* Directions for this task *
Copy out every line of the data where the word "synthetic" is found.
*****
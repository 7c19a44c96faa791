//! Scenario resolution: the nominal built-in scenario, optionally
//! overridden from a TOML config file.

use std::path::Path;

use navtypes::prelude::*;
use tracing::info;

use crate::FeedbackRegime;

pub mod config;
pub mod synthetic;

use self::config::Config;

/// A fully resolved scenario: rollout settings, the map extent, and the
/// synthetic routes to fly.
#[derive(Debug, Clone)]
pub struct Scenario {
    pub name: String,
    pub rollout: RolloutSettings,
    pub map: MapSpec,
    pub routes: Vec<RouteSpec>,
}

#[derive(Debug, Copy, Clone)]
pub struct RolloutSettings {
    pub max_steps: usize,
    pub regime: FeedbackRegime,
    pub teacher_pass_weight: f64,
    pub student_pass_weight: f64,
}

#[derive(Debug, Copy, Clone)]
pub struct MapSpec {
    pub bounds: MapBounds,
    /// Degrees per raster pixel.
    pub lat_ratio: f64,
}

/// A straight synthetic route: `waypoints` windows of edge length
/// `edge` degrees, spaced `spacing` degrees apart along `heading`.
#[derive(Debug, Clone)]
pub struct RouteSpec {
    pub id: String,
    pub start: GeoPoint,
    pub heading: Angle,
    pub waypoints: usize,
    pub spacing: f64,
    pub edge: f64,
}

impl Scenario {
    pub fn load<P: AsRef<Path>>(config: Option<P>) -> Self {
        match config {
            Some(path) => {
                info!(
                    config = %path.as_ref().display(),
                    "Loading scenario from config file",
                );
                Config::load(path).resolve()
            }
            None => {
                info!("Loading default nominal scenario");
                Self::nominal()
            }
        }
    }

    /// The built-in scenario: two eastbound routes over a small map.
    pub fn nominal() -> Self {
        Scenario {
            name: "nominal".to_string(),
            rollout: RolloutSettings {
                max_steps: 30,
                regime: FeedbackRegime::Teacher,
                teacher_pass_weight: 1.0,
                student_pass_weight: 1.0,
            },
            map: MapSpec {
                bounds: MapBounds::new(
                    GeoPoint::new(45.0, -122.0),
                    GeoPoint::new(45.1, -121.9),
                ),
                lat_ratio: 1e-5,
            },
            routes: vec![
                RouteSpec {
                    id: "eastbound-0".to_string(),
                    start: GeoPoint::new(45.02, -121.99),
                    heading: Angle::from_degrees(90.0),
                    waypoints: 4,
                    spacing: 0.003,
                    edge: 0.002,
                },
                RouteSpec {
                    id: "northeast-1".to_string(),
                    start: GeoPoint::new(45.03, -121.98),
                    heading: Angle::from_degrees(45.0),
                    waypoints: 5,
                    spacing: 0.002,
                    edge: 0.002,
                },
            ],
        }
    }
}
*****
* Result below *
pub mod synthetic;
/// synthetic routes to fly.
/// A straight synthetic route: `waypoints` windows of edge length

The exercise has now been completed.